Долго и нелегко велась эта подписка. Даже в Английском клубе, как я слышал, нелегко расставались с рублем, ради каких-то стишков, те господа, которым проиграть несколько тысяч в карты ничего не стоило. Но, как бы то ни было, денег собрано было настолько, что издать мои "Гаммы" нашлась возможность, и они вышли в свет почти в тот день, когда я кончил мои последние, выпускные экзамены. Помню, как на чугунной лестнице, ведшей в нашу аудиторию, встретил я всеми уважаемого и любимого нашего попечителя, графа Строганова, и поднес ему книжку моих стихотворений. Он сделал удивленное лицо, взял книжку и не сказал ни слова. Мы любили графа Г. С. Строганова за то, во-первых, что во всех университетских делах принимал он самое горячее, сердечное участие. Не раз на своих костылях приходил он во время лекций то к одному, то к другому профессору, садился на заднюю скамью и до конца выслушивал лекции. Он сам желал, чтоб при встречах с ним не было никаких церемоний, и все ограничивалось только тем, что студенты вставали, когда он приходил. Во-вторых, мы любили его потому, что он терпеть не мог вмешательства полиции в студенческие проказы и шалости. Она могла только дать знать университетскому начальству то, что заметила, а судить и взыскивать предоставлялось только одному университетскому начальству. В-третьих, мы любили его за его заступничество за Крылова. В то время профессора были и цензорами. Крылов цензировал чью-то книгу под заглавием: "Кавказские проделки" и пропустил ее, а в этой книге между прочим было сказано, что на Кавказе повышают людей не за их боевые заслуги, а за связи в Петербурге или по протекции. И -- сыр-бор загорелся. Донесли об этом дерзновении императору Николаю. Он тотчас же повелел вызвать в Петербург профессора Крылова и судить его. И что же? Вместо Крылова поскакал в Петербург сам граф Строганов. Явился к государю и отстоял Крылова как одного из лучших московских профессоров, которому нет и времени прочитывать всякий печатный вздор. Кажется, все ограничилось тем, что Крылов получил выговор и преспокойно остался в Москве читать свое римское право.

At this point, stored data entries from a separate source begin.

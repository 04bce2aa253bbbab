use super::RoleName;

#[test]
fn it_parses_display_names() {
    assert_eq!(RoleName::parse("Writing Assistant"), RoleName::WritingAssistant);
    assert_eq!(RoleName::parse("Translator"), RoleName::Translator);
    assert_eq!(RoleName::parse("Knowledge Base"), RoleName::KnowledgeBase);
}

#[test]
fn it_parses_loose_names() {
    assert_eq!(RoleName::parse("writing-assistant"), RoleName::WritingAssistant);
    assert_eq!(RoleName::parse("SNOWFLAKE sql expert"), RoleName::SnowflakeSqlExpert);
}

#[test]
fn it_falls_back_to_default() {
    assert_eq!(RoleName::parse("Pirate"), RoleName::Default);
    assert_eq!(RoleName::parse(""), RoleName::Default);
}

#[test]
fn it_round_trips_through_display() {
    for role in [
        RoleName::AdTechStrategist,
        RoleName::PerformanceAnalyst,
        RoleName::Custom,
    ] {
        assert_eq!(RoleName::parse(&role.to_string()), role);
    }
}

#[test]
fn it_only_enables_retrieval_for_knowledge_base() {
    assert!(RoleName::KnowledgeBase.profile().retrieval);
    assert!(!RoleName::Default.profile().retrieval);
    assert!(!RoleName::Translator.profile().retrieval);
}

#[test]
fn it_builds_role_greetings() {
    insta::assert_snapshot!(RoleName::Translator.profile().greeting, @"Hello! I'm your Translator AI assistant. How can I help you today?");
    insta::assert_snapshot!(RoleName::Default.profile().greeting, @"Hello! I'm your AI assistant. How can I help you today?");
}

#[test]
fn it_overrides_system_prompt() {
    let profile = RoleName::Custom.profile().with_system_prompt("Talk like a pirate.");
    assert_eq!(profile.system_prompt, "Talk like a pirate.");

    let profile = RoleName::Translator.profile().with_system_prompt("  ");
    assert!(profile.system_prompt.starts_with("You are a professional translator."));
}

Похвальный отзыв о моих "Гаммах" появился в том же году в критическом отделе на столбцах журнала "Отечественные записки". Это был журнал передовой и влиятельный. Для меня самого было чем-то вроде ошеломляющей неожиданности это громкое признание моего поэтического таланта. В глубине души своей я почувствовал то же самое, что чувствует бедняк, который узнал, что на лотерейный билет свой выиграл целое состояние. И немало хорошего, но немало и дурного посеяло это в душе моей. Во всяком случае, этот отзыв упрочивал за мною место, которое никто не может избрать по своей собственной прихоти и на которое наталкивает нас только природа или нечто нам врожденное, нам с детства присущее.

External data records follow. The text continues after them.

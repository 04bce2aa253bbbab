#[cfg(test)]
#[path = "repl_test.rs"]
mod tests;

use std::future::Future;
use std::io;
use std::io::Write;
use std::path;
use std::sync::Arc;

use anyhow::Result;
use strum::IntoEnumIterator;
use tokio::io::AsyncBufReadExt;
use tokio::io::BufReader;
use tokio::signal;
use tokio::sync::mpsc;
use yansi::Paint;

use crate::application::cli::format_summary;
use crate::domain::models::BackendBox;
use crate::domain::models::Event;
use crate::domain::models::RoleName;
use crate::domain::models::Session;
use crate::domain::models::SlashCommand;
use crate::domain::models::TurnRole;
use crate::domain::services::AssembledResponse;
use crate::domain::services::ContextBuilder;
use crate::domain::services::Conversation;
use crate::domain::services::ResponseAssembler;

pub fn help_text() -> String {
    let text = r#"
COMMANDS:
- /save (/s) - Saves the active session, assigning it an id on first save.
- /new (/n) - Starts a new session with the role's greeting.
- /load (/l) [ID] - Loads a saved session, saving the active one first.
- /sessions (/ls) [TERM] - Lists saved sessions, newest first. Filters by title when TERM is given.
- /role [NAME] - Switches to a role and starts a new session. Lists roles without NAME.
- /roles - Lists available roles.
- /rename [TITLE] - Renames the active session.
- /delete [ID] - Deletes a saved session. Defaults to the active session.
- /export [PATH] - Writes the active session as markdown. Defaults to chat_<ID>.md.
- /help (/h) - Provides this help menu.
- /quit (/q) - Exits the chat.

HOTKEYS:
- CTRL+C - Stops a reply while it streams. Exits when idle.
    "#;

    return text.trim().to_string();
}

#[derive(Clone, Copy, Debug, PartialEq, Eq)]
pub enum Flow {
    Continue,
    Quit,
}

#[derive(Clone, Debug, PartialEq, Eq)]
pub enum StreamOutcome {
    Completed(AssembledResponse),
    Failed(String),
    Cancelled,
}

/// Renders every turn of a session, greeting included.
pub fn render_transcript(session: &Session) -> String {
    return session
        .messages
        .iter()
        .map(|turn| {
            let label = match turn.role {
                TurnRole::User => Paint::cyan("You").bold().to_string(),
                TurnRole::Assistant => Paint::magenta("Assistant").bold().to_string(),
            };
            return format!("{label}: {}", turn.content);
        })
        .collect::<Vec<String>>()
        .join("\n\n");
}

/// Drains backend events into `out` as they arrive, until the backend
/// finishes, fails, or `cancel` resolves.
pub async fn consume_events<W, F>(
    rx: &mut mpsc::UnboundedReceiver<Event>,
    out: &mut W,
    cancel: F,
) -> Result<StreamOutcome>
where
    W: Write,
    F: Future,
{
    let mut assembler = ResponseAssembler::default();
    tokio::pin!(cancel);

    loop {
        tokio::select! {
            _ = &mut cancel => {
                writeln!(out)?;
                out.flush()?;
                return Ok(StreamOutcome::Cancelled);
            }
            event = rx.recv() => {
                match event {
                    Some(Event::BackendFragments(fragments)) => {
                        for piece in assembler.push_all(fragments) {
                            write!(out, "{piece}")?;
                        }
                        out.flush()?;
                    }
                    Some(Event::BackendError(message)) => {
                        writeln!(out)?;
                        out.flush()?;
                        return Ok(StreamOutcome::Failed(message));
                    }
                    Some(Event::BackendDone()) | None => break,
                }
            }
        }
    }

    for piece in assembler.finish() {
        write!(out, "{piece}")?;
    }
    writeln!(out)?;
    out.flush()?;

    return Ok(StreamOutcome::Completed(assembler.into_response()));
}

pub struct Repl {
    pub conversation: Conversation,
    context: ContextBuilder,
    backend: Arc<BackendBox>,
}

impl Repl {
    pub fn new(conversation: Conversation, context: ContextBuilder, backend: BackendBox) -> Repl {
        return Repl {
            conversation,
            context,
            backend: Arc::new(backend),
        };
    }

    fn list_roles(&self) -> String {
        let active = self.conversation.role();
        return RoleName::iter()
            .map(|role| {
                if role == active {
                    return format!("- {role} (active)");
                }
                return format!("- {role}");
            })
            .collect::<Vec<String>>()
            .join("\n");
    }

    async fn list_sessions(&self, term: &str) -> String {
        let summaries = if term.is_empty() {
            self.conversation.sessions.list().await
        } else {
            self.conversation.sessions.search(term).await
        };

        if summaries.is_empty() {
            if term.is_empty() {
                return "There are no sessions available. You should start your first one!"
                    .to_string();
            }
            return format!("No sessions match '{term}'.");
        }

        return summaries
            .iter()
            .map(format_summary)
            .collect::<Vec<String>>()
            .join("\n");
    }

    async fn export(&self, target: &str) -> String {
        let Some(id) = self.conversation.session.session_id.clone() else {
            return "Save the session before exporting it.".to_string();
        };

        let Some(markdown) = self.conversation.sessions.export_markdown(&id).await else {
            return format!("Failed to export session {id}.");
        };

        let mut output = path::PathBuf::from(format!("chat_{id}.md"));
        if !target.is_empty() {
            output = path::PathBuf::from(target);
        }

        if let Err(err) = tokio::fs::write(&output, markdown).await {
            tracing::error!(error = ?err, path = ?output, "Failed to write export");
            return format!("Failed to write {}.", output.to_string_lossy());
        }

        return format!("Exported session {id} to {}", output.to_string_lossy());
    }

    /// Runs a slash command against the active conversation and returns the
    /// text to show the user.
    pub async fn run_command(&mut self, command: &SlashCommand) -> (Flow, String) {
        if command.is_quit() {
            return (Flow::Quit, "Bye!".to_string());
        }

        if command.is_help() {
            return (Flow::Continue, help_text());
        }

        if command.is_save() {
            let res = match self.conversation.save().await {
                Some(id) => format!("Saved session {id}"),
                None if !self.conversation.session.has_conversation() => {
                    "There is no conversation to save yet.".to_string()
                }
                None => "Failed to save the session.".to_string(),
            };
            return (Flow::Continue, res);
        }

        if command.is_new() {
            self.conversation.start_new().await;
            return (Flow::Continue, render_transcript(&self.conversation.session));
        }

        if command.is_load() {
            let id = command.rest();
            if id.is_empty() {
                return (Flow::Continue, "Usage: /load ID".to_string());
            }
            if !self.conversation.load(&id).await {
                return (Flow::Continue, format!("Failed to load session {id}."));
            }

            let res = format!(
                "Loaded session: {}\n\n{}",
                self.conversation.session.title,
                render_transcript(&self.conversation.session)
            );
            return (Flow::Continue, res);
        }

        if command.is_sessions() {
            return (Flow::Continue, self.list_sessions(&command.rest()).await);
        }

        if command.is_role_list() {
            return (Flow::Continue, self.list_roles());
        }

        if command.is_role_set() {
            let role = RoleName::parse(&command.rest());
            self.conversation.switch_role(role);
            let res = format!(
                "Switched to role {role}.\n\n{}",
                render_transcript(&self.conversation.session)
            );
            return (Flow::Continue, res);
        }

        if command.is_rename() {
            let title = command.rest();
            if !self.conversation.rename(&title).await {
                return (Flow::Continue, "Failed to rename the session.".to_string());
            }
            return (Flow::Continue, format!("Renamed session to {title}"));
        }

        if command.is_delete() {
            let mut id = command.rest();
            if id.is_empty() {
                id = self
                    .conversation
                    .session
                    .session_id
                    .clone()
                    .unwrap_or_default();
            }
            if id.is_empty() {
                return (
                    Flow::Continue,
                    "The active session has not been saved yet.".to_string(),
                );
            }
            if !self.conversation.delete(&id).await {
                return (Flow::Continue, format!("Failed to delete session {id}."));
            }
            return (Flow::Continue, format!("Deleted session {id}"));
        }

        if command.is_export() {
            return (Flow::Continue, self.export(&command.rest()).await);
        }

        return (Flow::Continue, help_text());
    }

    /// Sends `input` to the backend and streams the reply to stdout. Failed or
    /// cancelled replies leave no trace in the session.
    pub async fn ask(&mut self, input: &str) -> Result<()> {
        let profile = self.conversation.profile();
        self.conversation.push_user(input);
        let prompt = self
            .context
            .build(&self.conversation.session, input, &profile)
            .await;

        let (tx, mut rx) = mpsc::unbounded_channel::<Event>();
        let backend = Arc::clone(&self.backend);
        let worker = tokio::spawn(async move {
            if let Err(err) = backend.get_completion(prompt, &tx).await {
                tracing::error!(error = ?err, "Completion failed");
                if tx.send(Event::BackendError(err.to_string())).is_err() {
                    tracing::debug!("Chat loop stopped listening before the error arrived");
                }
            }
        });

        let mut stdout = io::stdout();
        let outcome = consume_events(&mut rx, &mut stdout, signal::ctrl_c()).await?;

        match outcome {
            StreamOutcome::Completed(response) => {
                if response.display.trim().is_empty() {
                    self.conversation.discard_pending_user();
                    println!("{}", Paint::yellow("The model returned an empty reply."));
                } else {
                    self.conversation.push_assistant(&response);
                }
            }
            StreamOutcome::Failed(message) => {
                self.conversation.discard_pending_user();
                println!("{}", Paint::yellow(format!("Warning: {message}")));
            }
            StreamOutcome::Cancelled => {
                worker.abort();
                self.conversation.discard_pending_user();
                println!("{}", Paint::yellow("Reply cancelled."));
            }
        }

        return Ok(());
    }

    pub async fn start(&mut self) -> Result<()> {
        if let Err(err) = self.backend.health_check().await {
            tracing::warn!(error = ?err, backend = %self.backend.name(), "Backend health check failed");
            println!(
                "{}",
                Paint::yellow(format!(
                    "Warning: {} backend is not ready: {err}",
                    self.backend.name()
                ))
            );
        }

        println!("{}\n", render_transcript(&self.conversation.session));

        let mut lines = BufReader::new(tokio::io::stdin()).lines();
        loop {
            print!("{} ", Paint::cyan(">").bold());
            io::stdout().flush()?;

            let line = tokio::select! {
                line = lines.next_line() => line?,
                _ = signal::ctrl_c() => None,
            };
            let Some(line) = line else {
                println!();
                break;
            };

            let input = line.trim();
            if input.is_empty() {
                continue;
            }

            if input.starts_with('/') {
                let Some(command) = SlashCommand::parse(input) else {
                    println!("Unknown command. Type /help for a list of commands.");
                    continue;
                };
                let (flow, text) = self.run_command(&command).await;
                println!("{text}\n");
                if flow == Flow::Quit {
                    break;
                }
                continue;
            }

            self.ask(input).await?;
            println!();
        }

        return Ok(());
    }
}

"Поздравляю,-- сказал мне, добродушно улыбаясь, Вельтман.-- Но вот что я скажу вам... Верьте мне,-- как бы вы сами ни были даровиты и талантливы, вас никто в толпе не заметит или заметят очень немногие, если только другие не поднимут вас".

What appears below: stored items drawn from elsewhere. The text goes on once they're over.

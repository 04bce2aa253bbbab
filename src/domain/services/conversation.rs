#[cfg(test)]
#[path = "conversation_test.rs"]
mod tests;

use super::AssembledResponse;
use super::Sessions;
use crate::domain::models::ModelConfig;
use crate::domain::models::RoleName;
use crate::domain::models::RoleProfile;
use crate::domain::models::Session;
use crate::domain::models::Turn;
use crate::domain::models::TurnRole;

/// Owns the single active session of a chat and keeps it in step with the
/// session store.
pub struct Conversation {
    pub session: Session,
    pub sessions: Sessions,
    system_prompt: String,
}

impl Conversation {
    pub fn new(sessions: Sessions, model_config: ModelConfig, system_prompt: &str) -> Conversation {
        let greeting = model_config.role_name().profile().greeting;
        return Conversation {
            session: Session::new(&greeting, model_config),
            sessions,
            system_prompt: system_prompt.to_string(),
        };
    }

    pub fn role(&self) -> RoleName {
        return self.session.model_config.role_name();
    }

    /// Active role profile, with the user's system prompt override applied.
    pub fn profile(&self) -> RoleProfile {
        return self.role().profile().with_system_prompt(&self.system_prompt);
    }

    /// Discards the active session in favour of a fresh one holding only the
    /// role's greeting. Sampling settings carry over.
    pub fn new_session(&mut self) {
        let model_config = self.session.model_config.clone();
        self.session = Session::new(&self.role().profile().greeting, model_config);
    }

    /// Starts a fresh session, first saving the active one when it is already
    /// stored so turns added since the last save are kept.
    pub async fn start_new(&mut self) {
        if self.session.session_id.is_some()
            && self.session.has_conversation()
            && self.save().await.is_none()
        {
            tracing::warn!("Could not save the active session before starting a new one");
        }

        self.new_session();
    }

    /// Switching roles always starts over so the greeting matches the role.
    pub fn switch_role(&mut self, role: RoleName) {
        self.session.model_config.role = role.to_string();
        self.new_session();
    }

    pub fn push_user(&mut self, input: &str) {
        self.session.messages.push(Turn::user(input));
    }

    pub fn push_assistant(&mut self, response: &AssembledResponse) {
        self.session
            .messages
            .push(Turn::assistant(&response.display, &response.canonical));
    }

    /// Drops the newest turn if it is an unanswered user turn.
    pub fn discard_pending_user(&mut self) -> bool {
        if !self.session.has_conversation() {
            return false;
        }

        if let Some(last) = self.session.messages.last() {
            if last.role == TurnRole::User {
                self.session.messages.pop();
                return true;
            }
        }

        return false;
    }

    /// Persists the active session. Returns `None` when there is nothing
    /// beyond the greeting to save, or the write failed.
    pub async fn save(&mut self) -> Option<String> {
        if !self.session.has_conversation() {
            return None;
        }

        return self.sessions.save(&mut self.session, None).await;
    }

    /// Replaces the active session with a stored one, saving the current
    /// conversation first if it holds more than the greeting. Nothing is
    /// written and the active session stays in place when `id` cannot be
    /// loaded.
    pub async fn load(&mut self, id: &str) -> bool {
        let Some(loaded) = self.sessions.load(id).await else {
            return false;
        };

        if self.session.has_conversation() && self.save().await.is_none() {
            tracing::warn!(
                session_id = id,
                "Could not save the active session before switching"
            );
        }

        self.session = loaded;
        return true;
    }

    /// Deletes a stored session. Deleting the active one also starts a new
    /// session.
    pub async fn delete(&mut self, id: &str) -> bool {
        if !self.sessions.delete(id).await {
            return false;
        }

        if self.session.session_id.as_deref() == Some(id) {
            self.new_session();
        }

        return true;
    }

    /// Renames the active session, and its stored copy when it has one.
    pub async fn rename(&mut self, title: &str) -> bool {
        self.session.title = title.to_string();
        let Some(id) = self.session.session_id.clone() else {
            return true;
        };

        return self.sessions.rename(&id, title).await;
    }
}
#[cfg(test)]
#[path = "anthropic_test.rs"]
mod tests;

use std::time::Duration;

use anyhow::bail;
use anyhow::Result;
use async_trait::async_trait;
use futures::stream::TryStreamExt;
use serde_derive::Deserialize;
use serde_derive::Serialize;
use tokio::io::AsyncBufReadExt;
use tokio::sync::mpsc;
use tokio_util::io::StreamReader;

use crate::configuration::Config;
use crate::configuration::ConfigKey;
use crate::domain::models::Backend;
use crate::domain::models::BackendMessage;
use crate::domain::models::BackendName;
use crate::domain::models::BackendPrompt;
use crate::domain::models::Event;
use crate::domain::models::Fragment;
use crate::domain::models::ModelPreset;
use crate::domain::models::MODEL_PRESETS;

const OFFICIAL_URL: &str = "https://api.anthropic.com";
const API_VERSION: &str = "2023-06-01";

fn convert_err(err: reqwest::Error) -> std::io::Error {
    let err_msg = err.to_string();
    return std::io::Error::new(std::io::ErrorKind::Interrupted, err_msg);
}

#[derive(Default, Debug, Clone, PartialEq, Eq, Serialize, Deserialize)]
struct Model {
    id: String,
}

#[derive(Default, Debug, Clone, PartialEq, Eq, Serialize, Deserialize)]
struct ModelListResponse {
    data: Vec<Model>,
}

#[derive(Default, Debug, Clone, PartialEq, Serialize, Deserialize)]
struct CompletionRequest {
    model: String,
    max_tokens: u32,
    #[serde(skip_serializing_if = "String::is_empty")]
    system: String,
    messages: Vec<BackendMessage>,
    temperature: f64,
    top_p: f64,
    top_k: u32,
    stream: bool,
}

#[derive(Default, Debug, Clone, PartialEq, Eq, Serialize, Deserialize)]
struct CompletionDelta {
    #[serde(rename = "type")]
    _type: String,
    #[serde(default, skip_serializing_if = "String::is_empty")]
    text: String,
    #[serde(default, skip_serializing_if = "String::is_empty")]
    thinking: String,
}

#[derive(Default, Debug, Clone, PartialEq, Eq, Serialize, Deserialize)]
struct StreamError {
    #[serde(default)]
    message: String,
}

#[derive(Default, Debug, Clone, PartialEq, Eq, Serialize, Deserialize)]
struct CompletionResponse {
    #[serde(rename = "type")]
    _type: String,
    #[serde(default, skip_serializing_if = "Option::is_none")]
    delta: Option<CompletionDelta>,
    #[serde(default, skip_serializing_if = "Option::is_none")]
    error: Option<StreamError>,
}

impl CompletionResponse {
    fn fragment(&self) -> Option<Fragment> {
        let delta = self.delta.as_ref()?;
        return match delta._type.as_str() {
            "thinking_delta" if !delta.thinking.is_empty() => {
                Some(Fragment::Reasoning(delta.thinking.to_string()))
            }
            "text_delta" if !delta.text.is_empty() => Some(Fragment::Text(delta.text.to_string())),
            _ => None,
        };
    }
}

pub struct Anthropic {
    url: String,
    token: String,
    timeout: String,
}

impl Default for Anthropic {
    fn default() -> Anthropic {
        return Anthropic {
            url: Config::get(ConfigKey::AnthropicURL),
            token: Config::get(ConfigKey::AnthropicToken),
            timeout: Config::get(ConfigKey::BackendHealthCheckTimeout),
        };
    }
}

#[async_trait]
impl Backend for Anthropic {
    fn name(&self) -> BackendName {
        return BackendName::Anthropic;
    }

    #[allow(clippy::implicit_return)]
    async fn health_check(&self) -> Result<()> {
        if self.url.is_empty() {
            bail!("Anthropic URL is not defined");
        }
        if self.token.is_empty() {
            bail!("Anthropic token is not defined");
        }

        // The official API has no unauthenticated index route to ping.
        if self.url == OFFICIAL_URL {
            return Ok(());
        }

        let res = reqwest::Client::new()
            .get(&self.url)
            .timeout(Duration::from_millis(self.timeout.parse::<u64>()?))
            .send()
            .await;

        let result = match res {
            Ok(result) => result,
            Err(err) => {
                tracing::error!(error = ?err, "Anthropic is not reachable");
                bail!("Anthropic is not reachable");
            }
        };

        let status = result.status().as_u16();
        if status >= 400 {
            tracing::error!(status = status, "Anthropic health check failed");
            bail!("Anthropic health check failed");
        }

        return Ok(());
    }

    #[allow(clippy::implicit_return)]
    async fn list_models(&self) -> Result<Vec<String>> {
        let res = reqwest::Client::new()
            .get(format!("{url}/v1/models", url = self.url))
            .header("x-api-key", &self.token)
            .header("anthropic-version", API_VERSION)
            .send()
            .await;

        let fallback = MODEL_PRESETS
            .iter()
            .map(|preset| return preset.model_id.to_string())
            .collect::<Vec<String>>();

        let Ok(res) = res else {
            return Ok(fallback);
        };
        if !res.status().is_success() {
            tracing::warn!(
                status = res.status().as_u16(),
                "Listing Anthropic models failed, using presets"
            );
            return Ok(fallback);
        }

        let mut models: Vec<String> = res
            .json::<ModelListResponse>()
            .await?
            .data
            .iter()
            .map(|model| {
                return model.id.to_string();
            })
            .collect();

        models.sort();

        return Ok(models);
    }

    #[allow(clippy::implicit_return)]
    async fn get_completion<'a>(
        &self,
        prompt: BackendPrompt,
        tx: &'a mpsc::UnboundedSender<Event>,
    ) -> Result<()> {
        let req = CompletionRequest {
            model: ModelPreset::resolve_model_id(&prompt.model),
            max_tokens: prompt.sampling.max_tokens,
            system: prompt.system_prompt.to_string(),
            messages: prompt.messages(),
            temperature: prompt.sampling.temperature,
            top_p: prompt.sampling.top_p,
            top_k: prompt.sampling.top_k,
            stream: true,
        };

        let res = reqwest::Client::new()
            .post(format!("{url}/v1/messages", url = self.url))
            .header("x-api-key", &self.token)
            .header("content-type", "application/json")
            .header("anthropic-version", API_VERSION)
            .json(&req)
            .send()
            .await?;

        if !res.status().is_success() {
            tracing::error!(
                status = res.status().as_u16(),
                "Failed to make completion request to Anthropic"
            );
            bail!(format!(
                "Failed to make completion request to Anthropic: status {}",
                res.status().as_u16()
            ));
        }

        let stream = res.bytes_stream().map_err(convert_err);
        let mut lines_reader = StreamReader::new(stream).lines();

        while let Some(line) = lines_reader.next_line().await? {
            let mut cleaned_line = line.trim().to_string();
            if cleaned_line.starts_with("data:") {
                cleaned_line = cleaned_line.split_off(5).trim().to_string();
            }
            if cleaned_line.is_empty() || cleaned_line.starts_with("event:") {
                continue;
            }

            let ores = match serde_json::from_str::<CompletionResponse>(&cleaned_line) {
                Ok(ores) => ores,
                Err(err) => {
                    tracing::warn!(error = ?err, line = cleaned_line, "Skipping unparsable stream line");
                    continue;
                }
            };
            tracing::debug!(body = ?ores, "Completion response");

            if ores._type == "error" {
                let message = ores.error.map(|e| return e.message).unwrap_or_default();
                bail!(format!("Anthropic stream failed: {message}"));
            }
            if ores._type == "message_stop" {
                break;
            }

            if let Some(fragment) = ores.fragment() {
                tx.send(Event::BackendFragments(vec![fragment]))?;
            }
        }

        tx.send(Event::BackendDone())?;

        return Ok(());
    }
}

Эти слова его до сих пор остались у меня в памяти, и я все больше и больше удостоверяюсь в их справедливости. Недаром же и народная пословица говорит, что один в поле не воин. Полагали, да и теперь еще думают и печатают, что статья обо мне принадлежала перу Белинского, что это он так благосклонно приветствовал мое вступление на литературное поприще. И так как Белинский в то время был уже известен, как строгий и беспощадный критик, ратующий во имя истинной поэзии как искусства, и в других газетах взапуски принялись меня расхваливать. А какой-то фельетонист "Русского инвалида" при этом случае перепечатал чуть ли не всю мою книжку в своей фельетонной критике. Но статью обо мне писал вовсе не Белинский, а П. Н. Кудрявцев, который в это время готовился защищать свою диссертацию на степень магистра и уже имел в виду кафедру всеобщей истории. До сих пор еще не утратило своего значения сочинение его под заглавием "Римские женщины". Оно впервые было напечатано в "Пропилеях", периодически выходивших в свет, посвященных классической древности и издаваемых Леонтьевым.
Статья о моих "Гаммах" не осталась без влияния на мои отношения к знакомым; некоторые из них очевидно были ею озадачены и огорчены.